* Exercise prompt: Each line from the beginning of the entries below through the line that includes "Number of observations" must be returned exactly as given.

━━━━

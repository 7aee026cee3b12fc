use faer::{Mat, MatRef};
use std::time::Instant;

use crate::config::{PcaSolver, PipelineConfig};
use crate::core::base::pca_svd::{exact_svd, randomised_svd, SvdResults};
use crate::error::{Result, ScError};

const STAGE: &str = "pca";

////////////
// Params //
////////////

/// Parameters of the PCA
///
/// ### Fields
///
/// * `n_components` - Number of principal components.
/// * `solver` - Which SVD solver to use.
/// * `seed` - Seed for the randomised solver.
#[derive(Clone, Debug, PartialEq)]
pub struct PcaParams {
    pub n_components: usize,
    pub solver: PcaSolver,
    pub seed: u64,
}

impl Default for PcaParams {
    fn default() -> Self {
        (&PipelineConfig::default()).into()
    }
}

impl From<&PipelineConfig> for PcaParams {
    fn from(config: &PipelineConfig) -> Self {
        Self {
            n_components: config.n_pca_components,
            solver: config.pca_solver,
            seed: config.random_seed,
        }
    }
}

/////////////
// Results //
/////////////

/// Low dimensional representation of the observations
///
/// ### Fields
///
/// * `obs_ids` - The observation identifiers (rows of `scores`).
/// * `gene_ids` - The genes the PCA was run on (rows of `loadings`).
/// * `scores` - Observations x components.
/// * `loadings` - Genes x components.
/// * `singular_values` - Singular values of the centred matrix.
/// * `explained_variance` - Fraction of the total variance per component.
#[derive(Clone, Debug)]
pub struct ReducedEmbedding {
    pub obs_ids: Vec<String>,
    pub gene_ids: Vec<String>,
    pub scores: Mat<f64>,
    pub loadings: Mat<f64>,
    pub singular_values: Vec<f64>,
    pub explained_variance: Vec<f64>,
}

impl ReducedEmbedding {
    /// Number of observations
    pub fn n_obs(&self) -> usize {
        self.scores.nrows()
    }

    /// Number of components
    pub fn n_components(&self) -> usize {
        self.scores.ncols()
    }

    /// View on the leading `dims` components (all if `None` or too large)
    pub fn leading(&self, dims: Option<usize>) -> MatRef<'_, f64> {
        let d = dims.unwrap_or(self.n_components()).min(self.n_components());
        self.scores.as_ref().subcols(0, d)
    }
}

///////////////
// Functions //
///////////////

/// Largest rank a PCA can have on a matrix of this shape
pub fn feasible_rank(n_obs: usize, n_genes: usize) -> usize {
    n_obs.min(n_genes).saturating_sub(1)
}

/// Centre the columns of a matrix
fn centre_columns(x: MatRef<f64>) -> Mat<f64> {
    let n = x.nrows();
    let means: Vec<f64> = (0..x.ncols())
        .map(|j| (0..n).map(|i| x[(i, j)]).sum::<f64>() / n as f64)
        .collect();
    Mat::from_fn(n, x.ncols(), |i, j| x[(i, j)] - means[j])
}

/// Run the PCA on the scaled matrix
///
/// The matrix is centred column-wise before the decomposition (scaled data
/// is already centred up to clipping).
///
/// ### Params
///
/// * `scaled` - Observations x genes matrix, typically from `scale_genes`.
/// * `obs_ids` - Identifiers of the rows.
/// * `gene_ids` - Identifiers of the columns.
/// * `params` - The `PcaParams`.
///
/// ### Returns
///
/// The `ReducedEmbedding`. Requesting more components than
/// `min(n_obs, n_genes) - 1` is an `ScError::Input`.
pub fn run_pca(
    scaled: MatRef<f64>,
    obs_ids: &[String],
    gene_ids: &[String],
    params: &PcaParams,
) -> Result<ReducedEmbedding> {
    if scaled.nrows() != obs_ids.len() || scaled.ncols() != gene_ids.len() {
        return Err(ScError::input(
            STAGE,
            format!(
                "matrix is {} x {} but got {} observation and {} gene ids",
                scaled.nrows(),
                scaled.ncols(),
                obs_ids.len(),
                gene_ids.len()
            ),
        ));
    }
    if params.n_components == 0 {
        return Err(ScError::config("n_pca_components", "must be > 0"));
    }
    let max_rank = feasible_rank(scaled.nrows(), scaled.ncols());
    if params.n_components > max_rank {
        return Err(ScError::input(
            STAGE,
            format!(
                "rank {} exceeds feasible rank {} of a {} x {} matrix",
                params.n_components,
                max_rank,
                scaled.nrows(),
                scaled.ncols()
            ),
        ));
    }

    let start = Instant::now();

    let centred = centre_columns(scaled);
    let total_ss: f64 = (0..centred.ncols())
        .map(|j| (0..centred.nrows()).map(|i| centred[(i, j)].powi(2)).sum::<f64>())
        .sum();

    let svd: SvdResults = match params.solver {
        PcaSolver::Exact => exact_svd(centred.as_ref(), params.n_components)?,
        PcaSolver::Randomised => randomised_svd(centred.as_ref(), params.n_components, params.seed)?,
    }
    .fix_signs();

    let r = svd.s.len();
    let scores = Mat::from_fn(centred.nrows(), r, |i, j| svd.u[(i, j)] * svd.s[j]);
    let explained_variance: Vec<f64> = svd
        .s
        .iter()
        .map(|s| if total_ss > 0.0 { s * s / total_ss } else { 0.0 })
        .collect();

    log::info!(
        "PCA ({:?}) with {} components on {} x {} in {:.2?}; explained variance {:.3}",
        params.solver,
        r,
        centred.nrows(),
        centred.ncols(),
        start.elapsed(),
        explained_variance.iter().sum::<f64>()
    );

    Ok(ReducedEmbedding {
        obs_ids: obs_ids.to_vec(),
        gene_ids: gene_ids.to_vec(),
        scores,
        loadings: svd.v,
        singular_values: svd.s,
        explained_variance,
    })
}

///////////
// Tests //
///////////
//! Single cell and spatial transcriptomics analysis engine.
//!
//! Takes an in-memory sparse gene x observation count matrix and produces
//! QC-filtered, normalised, clustered and annotated results, plus spatial
//! autocorrelation rankings for spot-resolved data. Reading and writing
//! files is left to the caller.

pub mod config;
pub mod core;
pub mod error;
pub mod single_cell;

pub use config::{PcaSolver, PipelineConfig};
pub use crate::core::data::count_matrix::{CountMatrix, NormalisedMatrix};
pub use crate::core::data::metadata::ObservationMetadata;
pub use crate::core::data::spatial_coordinates::SpatialCoordinates;
pub use error::{Result, ScError, StageWarning};
pub use single_cell::methods::module_scoring::GeneSet;
pub use single_cell::pipeline::{run_pipeline, PipelineResult};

━━━━

* Your response:
repository 7aee026cee3b12fc
use faer::{Mat, MatRef};
use std::time::Instant;

use crate::config::{PcaSolver, PipelineConfig};
use crate::core::base::pca_svd::{exact_svd, randomised_svd, SvdResults};
use crate::error::{Result, ScError};

const STAGE: &str = "pca";

////////////
// Params //
////////////

/// Parameters of the PCA
///
/// ### Fields
///
/// * `n_components` - Number of principal components.
/// * `solver` - Which SVD solver to use.
/// * `seed` - Seed for the randomised solver.
#[derive(Clone, Debug, PartialEq)]
pub struct PcaParams {
    pub n_components: usize,
    pub solver: PcaSolver,
    pub seed: u64,
}

impl Default for PcaParams {
    fn default() -> Self {
        (&PipelineConfig::default()).into()
    }
}

impl From<&PipelineConfig> for PcaParams {
    fn from(config: &PipelineConfig) -> Self {
        Self {
            n_components: config.n_pca_components,
            solver: config.pca_solver,
            seed: config.random_seed,
        }
    }
}

/////////////
// Results //
/////////////

/// Low dimensional representation of the observations
///
/// ### Fields
///
/// * `obs_ids` - The observation identifiers (rows of `scores`).
/// * `gene_ids` - The genes the PCA was run on (rows of `loadings`).
/// * `scores` - Observations x components.
/// * `loadings` - Genes x components.
/// * `singular_values` - Singular values of the centred matrix.
/// * `explained_variance` - Fraction of the total variance per component.
#[derive(Clone, Debug)]
pub struct ReducedEmbedding {
    pub obs_ids: Vec<String>,
    pub gene_ids: Vec<String>,
    pub scores: Mat<f64>,
    pub loadings: Mat<f64>,
    pub singular_values: Vec<f64>,
    pub explained_variance: Vec<f64>,
}

impl ReducedEmbedding {
    /// Number of observations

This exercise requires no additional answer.